TRY IT: Copy out each line of the data that holds the word "from".

● ● ●

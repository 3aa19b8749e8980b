//! Profile-likelihood-ratio test statistic.
//!
//! `t(mu) = 2 * (nll(mu, theta_hat_hat) - nll(mu_hat, theta_hat))`, clamped at 0.
//! The one-sided variant sets `t = 0` whenever `mu_hat > mu` (an upward
//! fluctuation is never evidence against `mu`). The unconditional `mu_hat` is
//! confined to the POI range by the bounded fit, so a best fit outside the
//! range is evaluated on the boundary and flagged by `at_boundary`.

use crate::profiler::{PoiConstraint, Profiler};
use lim_core::{Dataset, ParameterPoint, ProfileResult, Result};
use serde::{Deserialize, Serialize};

/// Sidedness of the test statistic.
#[derive(Debug, Clone, Copy, PartialEq, Eq, Serialize, Deserialize)]
#[serde(rename_all = "snake_case")]
pub enum Sidedness {
    /// Upper-limit style: `t = 0` when `mu_hat > mu`.
    OneSided,
    /// Interval style: `t` unmodified.
    TwoSided,
}

/// Where a statistic value came from.
#[derive(Debug, Clone, Copy, PartialEq, Eq, Serialize, Deserialize)]
#[serde(rename_all = "snake_case")]
pub enum DataSource {
    /// The observed dataset.
    Observed,
    /// The Asimov dataset of the alternative hypothesis.
    Asimov,
    /// Toy number `n` of an ensemble.
    Toy(usize),
}

/// One evaluation of the test statistic.
#[derive(Debug, Clone, Serialize, Deserialize)]
pub struct TestStatisticValue {
    /// Statistic value (>= 0).
    pub value: f64,
    /// Tested POI value.
    pub mu_test: f64,
    /// Unconditional best-fit POI.
    pub mu_hat: f64,
    /// Conditional minimum (`NaN` when the conditional fit was skipped).
    pub nll_conditional: f64,
    /// Unconditional minimum.
    pub nll_unconditional: f64,
    /// Data provenance.
    pub source: DataSource,
    /// Both fits converged.
    pub converged: bool,
    /// Either fit ended on a parameter boundary.
    pub at_boundary: bool,
}

/// The profile-likelihood-ratio statistic for one model.
pub struct ProfileLikelihoodRatio<'a> {
    profiler: Profiler<'a>,
    sidedness: Sidedness,
}

impl<'a> ProfileLikelihoodRatio<'a> {
    /// Statistic over `profiler` with the given sidedness.
    pub fn new(profiler: Profiler<'a>, sidedness: Sidedness) -> Self {
        Self { profiler, sidedness }
    }

    /// The underlying profiler.
    pub fn profiler(&self) -> &Profiler<'a> {
        &self.profiler
    }

    /// Sidedness of the statistic.
    pub fn sidedness(&self) -> Sidedness {
        self.sidedness
    }

    /// Unconditional fit from `start`.
    pub fn free_fit(&self, data: &Dataset, start: &ParameterPoint) -> Result<ProfileResult> {
        self.profiler.profile(data, start, PoiConstraint::Free)
    }

    /// Evaluate at `mu_test`, running both fits from `start`.
    ///
    /// One-sided evaluations with `mu_hat > mu_test` skip the conditional fit.
    pub fn evaluate(
        &self,
        data: &Dataset,
        start: &ParameterPoint,
        mu_test: f64,
        source: DataSource,
    ) -> Result<TestStatisticValue> {
        let free = self.free_fit(data, start)?;
        if self.sidedness == Sidedness::OneSided && free.poi_value > mu_test {
            return Ok(TestStatisticValue {
                value: 0.0,
                mu_test,
                mu_hat: free.poi_value,
                nll_conditional: f64::NAN,
                nll_unconditional: free.nll,
                source,
                converged: free.converged(),
                at_boundary: free.at_boundary,
            });
        }
        let (value, _) = self.evaluate_with_free(data, &free, mu_test, source)?;
        Ok(value)
    }

    /// Evaluate at `mu_test` reusing a cached unconditional fit.
    ///
    /// The conditional fit starts from the free fit's point with the POI moved
    /// to `mu_test`, and is returned alongside the statistic.
    pub fn evaluate_with_free(
        &self,
        data: &Dataset,
        free: &ProfileResult,
        mu_test: f64,
        source: DataSource,
    ) -> Result<(TestStatisticValue, ProfileResult)> {
        let cond = self.profiler.profile(data, &free.point, PoiConstraint::Fixed(mu_test))?;
        let value = ratio(self.sidedness, cond.nll, free.nll, free.poi_value, mu_test);
        Ok((
            TestStatisticValue {
                value,
                mu_test,
                mu_hat: free.poi_value,
                nll_conditional: cond.nll,
                nll_unconditional: free.nll,
                source,
                converged: free.converged() && cond.converged(),
                at_boundary: free.at_boundary || cond.at_boundary,
            },
            cond,
        ))
    }
}

/// Statistic from the two minima.
pub fn ratio(sidedness: Sidedness, nll_cond: f64, nll_free: f64, mu_hat: f64, mu_test: f64) -> f64 {
    if sidedness == Sidedness::OneSided && mu_hat > mu_test {
        return 0.0;
    }
    (2.0 * (nll_cond - nll_free)).max(0.0)
}

#[cfg(test)]
mod tests {
    use super::*;
    use crate::profiler::ProfilerConfig;
    use approx::assert_relative_eq;
    use lim_core::StatModel;
    use lim_models::PoissonCounting;
    use proptest::prelude::*;

    fn counting_t(n: f64, mu: f64, sidedness: Sidedness) -> f64 {
        // Closed form for Poisson(n | 10 mu + 20) with mu_hat = (n - 20) / 10.
        let lam = 10.0 * mu + 20.0;
        let mu_hat = (n - 20.0) / 10.0;
        if sidedness == Sidedness::OneSided && mu_hat > mu {
            return 0.0;
        }
        2.0 * (lam - n - n * (lam / n).ln())
    }

    #[test]
    fn matches_closed_form_counting() {
        let m = PoissonCounting::new();
        let d = m.observed(25.0).unwrap();
        let start = m.config().snapshot_point().unwrap();
        for side in [Sidedness::OneSided, Sidedness::TwoSided] {
            let ts = ProfileLikelihoodRatio::new(
                Profiler::new(&m, ProfilerConfig::default()).unwrap(),
                side,
            );
            for mu in [0.0, 0.3, 1.0, 2.0] {
                let t = ts.evaluate(&d, &start, mu, DataSource::Observed).unwrap();
                assert_relative_eq!(t.value, counting_t(25.0, mu, side), epsilon = 1e-5);
                assert!(t.converged);
            }
        }
    }

    #[test]
    fn one_sided_clamp_applies_above_mu_hat() {
        assert_eq!(ratio(Sidedness::OneSided, 12.0, 10.0, 1.5, 1.0), 0.0);
        assert_eq!(ratio(Sidedness::TwoSided, 12.0, 10.0, 1.5, 1.0), 4.0);
        assert_eq!(ratio(Sidedness::TwoSided, 9.999_999, 10.0, 0.0, 1.0), 0.0);
    }

    #[test]
    fn cached_free_fit_gives_same_value() {
        let m = PoissonCounting::new();
        let d = m.observed(25.0).unwrap();
        let start = m.config().snapshot_point().unwrap();
        let ts = ProfileLikelihoodRatio::new(
            Profiler::new(&m, ProfilerConfig::default()).unwrap(),
            Sidedness::OneSided,
        );
        let free = ts.free_fit(&d, &start).unwrap();
        let (a, cond) = ts.evaluate_with_free(&d, &free, 1.5, DataSource::Observed).unwrap();
        let b = ts.evaluate(&d, &start, 1.5, DataSource::Observed).unwrap();
        assert_relative_eq!(a.value, b.value, epsilon = 1e-9);
        assert_eq!(cond.poi_value, 1.5);
    }

    proptest! {
        #![proptest_config(ProptestConfig::with_cases(64))]

        #[test]
        fn one_sided_value_is_non_negative(
            n in 0u32..80,
            signal in 0.5f64..30.0,
            background in 0.5f64..50.0,
            mu_test in 0.0f64..5.0,
        ) {
            let m = PoissonCounting::with_yields(signal, background, (0.0, 10.0)).unwrap();
            let d = m.observed(n as f64).unwrap();
            let start = m.config().snapshot_point().unwrap();
            let ts = ProfileLikelihoodRatio::new(
                Profiler::new(&m, ProfilerConfig::default()).unwrap(),
                Sidedness::OneSided,
            );
            let t = ts.evaluate(&d, &start, mu_test, DataSource::Observed).unwrap();
            prop_assert!(t.value >= 0.0, "t={} at n={n} mu={mu_test}", t.value);
            if t.mu_hat > mu_test {
                prop_assert_eq!(t.value, 0.0);
            }
        }
    }
}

● ● ●

PROBLEM SOLUTION:
/// Where a statistic value came from.
    /// Unconditional fit from `start`.
    /// Evaluate at `mu_test`, running both fits from `start`.
    /// The conditional fit starts from the free fit's point with the POI moved
/// Statistic from the two minima.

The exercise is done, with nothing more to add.